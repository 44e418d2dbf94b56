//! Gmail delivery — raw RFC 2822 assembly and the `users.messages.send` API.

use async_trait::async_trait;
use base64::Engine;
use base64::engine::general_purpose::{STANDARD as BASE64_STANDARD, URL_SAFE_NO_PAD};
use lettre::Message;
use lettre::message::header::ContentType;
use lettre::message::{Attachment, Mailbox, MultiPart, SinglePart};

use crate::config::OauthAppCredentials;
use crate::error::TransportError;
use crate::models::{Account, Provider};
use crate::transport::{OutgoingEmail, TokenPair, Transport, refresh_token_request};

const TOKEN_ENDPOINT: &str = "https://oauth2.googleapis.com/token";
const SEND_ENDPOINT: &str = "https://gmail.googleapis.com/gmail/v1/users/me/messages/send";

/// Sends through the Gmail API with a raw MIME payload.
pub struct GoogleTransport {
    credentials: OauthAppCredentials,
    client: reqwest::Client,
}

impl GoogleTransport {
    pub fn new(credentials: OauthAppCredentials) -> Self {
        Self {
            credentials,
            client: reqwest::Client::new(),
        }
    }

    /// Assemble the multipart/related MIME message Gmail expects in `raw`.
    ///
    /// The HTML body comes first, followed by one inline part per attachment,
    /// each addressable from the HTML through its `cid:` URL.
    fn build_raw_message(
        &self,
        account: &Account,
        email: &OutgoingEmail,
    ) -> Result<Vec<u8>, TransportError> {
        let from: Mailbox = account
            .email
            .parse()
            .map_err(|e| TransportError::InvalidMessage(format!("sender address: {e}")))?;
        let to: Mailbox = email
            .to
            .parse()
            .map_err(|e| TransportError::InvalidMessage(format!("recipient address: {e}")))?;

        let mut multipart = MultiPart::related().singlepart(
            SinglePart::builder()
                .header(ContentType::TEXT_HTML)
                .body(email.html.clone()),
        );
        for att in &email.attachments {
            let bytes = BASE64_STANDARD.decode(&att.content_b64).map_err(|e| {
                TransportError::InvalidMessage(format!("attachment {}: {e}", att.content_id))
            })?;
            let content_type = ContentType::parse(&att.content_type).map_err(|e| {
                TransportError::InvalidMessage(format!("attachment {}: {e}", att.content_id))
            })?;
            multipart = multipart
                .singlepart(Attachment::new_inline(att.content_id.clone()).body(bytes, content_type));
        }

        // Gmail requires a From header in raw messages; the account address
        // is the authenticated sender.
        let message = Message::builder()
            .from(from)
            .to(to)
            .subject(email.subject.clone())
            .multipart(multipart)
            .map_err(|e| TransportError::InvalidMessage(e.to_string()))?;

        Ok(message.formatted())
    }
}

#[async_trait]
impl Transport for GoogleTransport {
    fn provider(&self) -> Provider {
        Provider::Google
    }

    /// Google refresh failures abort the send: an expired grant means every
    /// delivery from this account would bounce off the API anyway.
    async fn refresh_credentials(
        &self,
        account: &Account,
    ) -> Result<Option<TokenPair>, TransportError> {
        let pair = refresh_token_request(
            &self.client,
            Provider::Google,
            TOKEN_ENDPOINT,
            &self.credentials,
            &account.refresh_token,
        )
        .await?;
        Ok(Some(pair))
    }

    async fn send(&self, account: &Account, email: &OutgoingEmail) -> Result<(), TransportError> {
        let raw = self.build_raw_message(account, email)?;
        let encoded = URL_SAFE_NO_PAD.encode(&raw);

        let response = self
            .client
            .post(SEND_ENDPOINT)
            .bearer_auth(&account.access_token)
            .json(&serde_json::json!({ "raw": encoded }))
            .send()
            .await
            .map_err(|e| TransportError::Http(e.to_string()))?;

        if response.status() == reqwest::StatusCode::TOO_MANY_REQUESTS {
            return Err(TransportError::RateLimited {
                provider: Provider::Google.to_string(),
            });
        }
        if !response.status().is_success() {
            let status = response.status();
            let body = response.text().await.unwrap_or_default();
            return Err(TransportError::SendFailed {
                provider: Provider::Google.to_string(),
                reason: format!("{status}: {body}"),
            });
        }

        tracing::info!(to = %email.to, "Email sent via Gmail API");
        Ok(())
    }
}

Requirement: The answer must be an exact transcription of every record above.

Answer to the exercise:
repository 44e418d2dbf94b56
//! Gmail delivery — raw RFC 2822 assembly and the `users.messages.send` API.

use async_trait::async_trait;
use base64::Engine;
use base64::engine::general_purpose::{STANDARD as BASE64_STANDARD, URL_SAFE_NO_PAD};
use lettre::Message;
use lettre::message::header::ContentType;
use lettre::message::{Attachment, Mailbox, MultiPart, SinglePart};

use crate::config::OauthAppCredentials;
use crate::error::TransportError;
use crate::models::{Account, Provider};
use crate::transport::{OutgoingEmail, TokenPair, Transport, refresh_token_request};

const TOKEN_ENDPOINT: &str = "https://oauth2.googleapis.com/token";
const SEND_ENDPOINT: &str = "https://gmail.googleapis.com/gmail/v1/users/me/messages/send";

/// Sends through the Gmail API with a raw MIME payload.
pub struct GoogleTransport {
    credentials: OauthAppCredentials,
    client: reqwest::Client,
}

impl GoogleTransport {
    pub fn new(credentials: OauthAppCredentials) -> Self {
        Self {
            credentials,
            client: reqwest::Client::new(),
        }
    }

    /// Assemble the multipart/related MIME message Gmail expects in `raw`.
    ///
    /// The HTML body comes first, followed by one inline part per attachment,
    /// each addressable from the HTML through its `cid:` URL.
    fn build_raw_message(
        &self,
        account: &Account,
        email: &OutgoingEmail,
    ) -> Result<Vec<u8>, TransportError> {
        let from: Mailbox = account
            .email
            .parse()
            .map_err(|e| TransportError::InvalidMessage(format!("sender address: {e}")))?;
        let to: Mailbox = email
            .to
            .parse()
            .map_err(|e| TransportError::InvalidMessage(format!("recipient address: {e}")))?;

        let mut multipart = MultiPart::related().singlepart(
            SinglePart::builder()
                .header(ContentType::TEXT_HTML)
                .body(email.html.clone()),
        );
        for att in &email.attachments {
            let bytes = BASE64_STANDARD.decode(&att.content_b64).map_err(|e| {
                TransportError::InvalidMessage(format!("attachment {}: {e}", att.content_id))
            })?;
            let content_type = ContentType::parse(&att.content_type).map_err(|e| {
                TransportError::InvalidMessage(format!("attachment {}: {e}", att.content_id))
            })?;
            multipart = multipart
                .singlepart(Attachment::new_inline(att.content_id.clone()).body(bytes, content_type));
        }

        // Gmail requires a From header in raw messages; the account address
        // is the authenticated sender.
        let message = Message::builder()
            .from(from)
            .to(to)
            .subject(email.subject.clone())
            .multipart(multipart)
            .map_err(|e| TransportError::InvalidMessage(e.to_string()))?;

        Ok(message.formatted())
    }
}

#[async_trait]
impl Transport for GoogleTransport {
    fn provider(&self) -> Provider {
        Provider::Google
    }

    /// Google refresh failures abort the send: an expired grant means every
    /// delivery from this account would bounce off the API anyway.
    async fn refresh_credentials(
        &self,
        account: &Account,
    ) -> Result<Option<TokenPair>, TransportError> {
        let pair = refresh_token_request(
            &self.client,
            Provider::Google,
            TOKEN_ENDPOINT,
            &self.credentials,
            &account.refresh_token,
        )
        .await?;
        Ok(Some(pair))
    }

    async fn send(&self, account: &Account, email: &OutgoingEmail) -> Result<(), TransportError> {
        let raw = self.build_raw_message(account, email)?;
        let encoded = URL_SAFE_NO_PAD.encode(&raw);

        let response = self
            .client
            .post(SEND_ENDPOINT)
            .bearer_auth(&account.access_token)
            .json(&serde_json::json!({ "raw": encoded }))
            .send()
            .await
            .map_err(|e| TransportError::Http(e.to_string()))?;

        if response.status() == reqwest::StatusCode::TOO_MANY_REQUESTS {
            return Err(TransportError::RateLimited {
                provider: Provider::Google.to_string(),
            });
        }
        if !response.status().is_success() {
            let status = response.status();
            let body = response.text().await.unwrap_or_default();
            return Err(TransportError::SendFailed {
                provider: Provider::Google.to_string(),
                reason: format!("{status}: {body}"),
            });
        }

        tracing::info!(to = %email.to, "Email sent via Gmail API");
        Ok(())
    }
}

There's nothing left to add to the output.